REQUIRED ACTION:
Where a line of the records holds the string "circuit", copy that line.

PROVIDED INFORMATION:
◆ ◆ ◆ ◆ ◆

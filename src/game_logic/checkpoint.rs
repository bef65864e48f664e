use crate::game_logic::constants::*;
use crate::game_logic::vehicle::PlayerCar;
use bevy::prelude::*;

#[derive(Clone, Copy, Debug, PartialEq)]
pub enum RacePhase {
    Inactive,
    Racing,
    Finished,
}

#[derive(Debug, PartialEq)]
pub enum RaceEvent {
    CheckpointPassed { index: usize, total: usize },
    Finished { time: f32, new_record: bool },
}

/// Ordered-checkpoint race. Only the current checkpoint is proximity-tested,
/// so driving through a later gate early never advances the sequence.
#[derive(Resource)]
pub struct RaceState {
    pub phase: RacePhase,
    pub checkpoints: Vec<Vec2>,
    pub current: usize,
    pub elapsed: f32,
    pub best_time: Option<f32>,
}

impl Default for RaceState {
    fn default() -> Self {
        Self {
            phase: RacePhase::Inactive,
            checkpoints: Vec::new(),
            current: 0,
            elapsed: 0.0,
            best_time: None,
        }
    }
}

impl RaceState {
    /// Ten-gate loop around the starting intersection.
    pub fn circuit() -> Vec<Vec2> {
        [
            (0.0, 50.0),
            (50.0, 100.0),
            (100.0, 50.0),
            (100.0, -50.0),
            (50.0, -100.0),
            (0.0, -50.0),
            (-50.0, -100.0),
            (-100.0, -50.0),
            (-100.0, 50.0),
            (-50.0, 100.0),
        ]
        .into_iter()
        .map(|(x, z)| Vec2::new(x, z))
        .collect()
    }

    /// Straight run north along the main road.
    pub fn sprint() -> Vec<Vec2> {
        (0..10).map(|i| Vec2::new(0.0, (i * 100) as f32)).collect()
    }

    pub fn start(&mut self, layout: Vec<Vec2>) {
        self.checkpoints = layout;
        self.current = 0;
        self.elapsed = 0.0;
        self.phase = RacePhase::Racing;
    }

    pub fn racing(&self) -> bool {
        self.phase == RacePhase::Racing
    }

    /// Advance the race clock and test the current gate. At most one gate can
    /// be passed per tick.
    pub fn tick(&mut self, player_pos: Vec2, dt: f32) -> Option<RaceEvent> {
        if self.phase != RacePhase::Racing {
            return None;
        }
        self.elapsed += dt;

        let gate = *self.checkpoints.get(self.current)?;
        if player_pos.distance(gate) >= CHECKPOINT_RADIUS {
            return None;
        }

        self.current += 1;
        if self.current >= self.checkpoints.len() {
            self.phase = RacePhase::Finished;
            let new_record = self.best_time.is_none_or(|best| self.elapsed < best);
            if new_record {
                self.best_time = Some(self.elapsed);
            }
            Some(RaceEvent::Finished {
                time: self.elapsed,
                new_record,
            })
        } else {
            Some(RaceEvent::CheckpointPassed {
                index: self.current,
                total: self.checkpoints.len(),
            })
        }
    }
}

/// mm:ss.cc for the HUD and finish banner.
pub fn format_time(seconds: f32) -> String {
    let minutes = (seconds / 60.0) as u32;
    let secs = seconds % 60.0;
    format!("{minutes:02}:{secs:05.2}")
}

/// Gate entity, indexed into RaceState::checkpoints.
#[derive(Component)]
pub struct CheckpointGate {
    pub index: usize,
}

/// Fired into the app when gates are passed; progression and HUD consume it.
#[derive(Event, Debug)]
pub enum RaceUpdate {
    Started,
    GatePassed { index: usize, total: usize },
    Finished { time: f32, new_record: bool },
}

pub fn start_race_on_key(
    keyboard: Res<ButtonInput<KeyCode>>,
    mut commands: Commands,
    mut race: ResMut<RaceState>,
    mut updates: EventWriter<RaceUpdate>,
    mut meshes: ResMut<Assets<Mesh>>,
    mut materials: ResMut<Assets<StandardMaterial>>,
    gates: Query<Entity, With<CheckpointGate>>,
) {
    if !keyboard.just_pressed(KeyCode::KeyR) || race.racing() {
        return;
    }
    for gate in gates.iter() {
        commands.entity(gate).despawn();
    }

    race.start(RaceState::circuit());
    info!("race started, {} gates", race.checkpoints.len());
    updates.write(RaceUpdate::Started);

    let ring = meshes.add(Torus {
        minor_radius: 0.5,
        major_radius: 8.0,
    });
    for (index, gate) in race.checkpoints.iter().enumerate() {
        commands.spawn((
            CheckpointGate { index },
            Mesh3d(ring.clone()),
            MeshMaterial3d(materials.add(StandardMaterial {
                base_color: Color::srgba(0.0, 1.0, 0.0, 0.5),
                emissive: LinearRgba::rgb(0.0, 1.5, 0.0),
                alpha_mode: AlphaMode::Blend,
                ..default()
            })),
            Transform::from_xyz(gate.x, 5.0, gate.y)
                .with_rotation(Quat::from_rotation_x(std::f32::consts::FRAC_PI_2)),
        ));
    }
}

pub fn race_progress(
    time: Res<Time>,
    mut commands: Commands,
    mut race: ResMut<RaceState>,
    mut updates: EventWriter<RaceUpdate>,
    player: Single<&Transform, With<PlayerCar>>,
    gates: Query<(Entity, &CheckpointGate)>,
) {
    let pos = Vec2::new(player.translation.x, player.translation.z);
    match race.tick(pos, time.delta_secs()) {
        Some(RaceEvent::CheckpointPassed { index, total }) => {
            for (entity, gate) in gates.iter() {
                if gate.index == index - 1 {
                    commands.entity(entity).despawn();
                }
            }
            info!("checkpoint {index}/{total}");
            updates.write(RaceUpdate::GatePassed { index, total });
        }
        Some(RaceEvent::Finished { time, new_record }) => {
            for (entity, _) in gates.iter() {
                commands.entity(entity).despawn();
            }
            info!("race finished in {}", format_time(time));
            updates.write(RaceUpdate::Finished { time, new_record });
        }
        None => {}
    }
}

/// Slow spin on the gate the player is hunting.
pub fn animate_gates(
    time: Res<Time>,
    race: Res<RaceState>,
    mut gates: Query<(&CheckpointGate, &mut Transform)>,
) {
    if !race.racing() {
        return;
    }
    for (gate, mut transform) in gates.iter_mut() {
        if gate.index == race.current {
            transform.rotate_local_z(time.delta_secs() * 2.0);
        }
    }
}

#[cfg(test)]
mod tests {
    use super::*;

    fn two_gate_race() -> RaceState {
        let mut race = RaceState::default();
        race.start(vec![Vec2::new(0.0, 50.0), Vec2::new(0.0, 100.0)]);
        race
    }

    #[test]
    fn gates_must_be_passed_in_order() {
        let mut race = RaceState::default();
        race.start(vec![
            Vec2::new(0.0, 50.0),
            Vec2::new(0.0, 100.0),
            Vec2::new(0.0, 150.0),
        ]);
        // sitting on the last gate does nothing while the first is current
        assert_eq!(race.tick(Vec2::new(0.0, 150.0), 0.1), None);
        assert_eq!(race.current, 0);
        assert_eq!(
            race.tick(Vec2::new(0.0, 50.0), 0.1),
            Some(RaceEvent::CheckpointPassed { index: 1, total: 3 })
        );
    }

    #[test]
    fn proximity_threshold_is_exclusive() {
        let mut race = two_gate_race();
        assert_eq!(race.tick(Vec2::new(0.0, 50.0 + CHECKPOINT_RADIUS), 0.1), None);
        assert!(race
            .tick(Vec2::new(0.0, 50.0 + CHECKPOINT_RADIUS - 0.5), 0.1)
            .is_some());
    }

    #[test]
    fn final_gate_finishes_and_records() {
        let mut race = two_gate_race();
        race.tick(Vec2::new(0.0, 50.0), 30.0);
        let event = race.tick(Vec2::new(0.0, 100.0), 15.0);
        assert_eq!(
            event,
            Some(RaceEvent::Finished {
                time: 45.0,
                new_record: true
            })
        );
        assert_eq!(race.phase, RacePhase::Finished);
        assert_eq!(race.best_time, Some(45.0));
    }

    #[test]
    fn slower_run_keeps_the_record() {
        let mut race = two_gate_race();
        race.best_time = Some(10.0);
        race.tick(Vec2::new(0.0, 50.0), 30.0);
        let event = race.tick(Vec2::new(0.0, 100.0), 15.0);
        assert_eq!(
            event,
            Some(RaceEvent::Finished {
                time: 45.0,
                new_record: false
            })
        );
        assert_eq!(race.best_time, Some(10.0));
    }

    #[test]
    fn clock_only_runs_while_racing() {
        let mut race = RaceState::default();
        assert_eq!(race.tick(Vec2::ZERO, 5.0), None);
        assert_eq!(race.elapsed, 0.0);
    }

    #[test]
    fn time_formatting() {
        assert_eq!(format_time(45.5), "00:45.50");
        assert_eq!(format_time(83.25), "01:23.25");
    }
}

◆ ◆ ◆ ◆ ◆

EXERCISE RESULT:
    pub fn circuit() -> Vec<Vec2> {
    race.start(RaceState::circuit());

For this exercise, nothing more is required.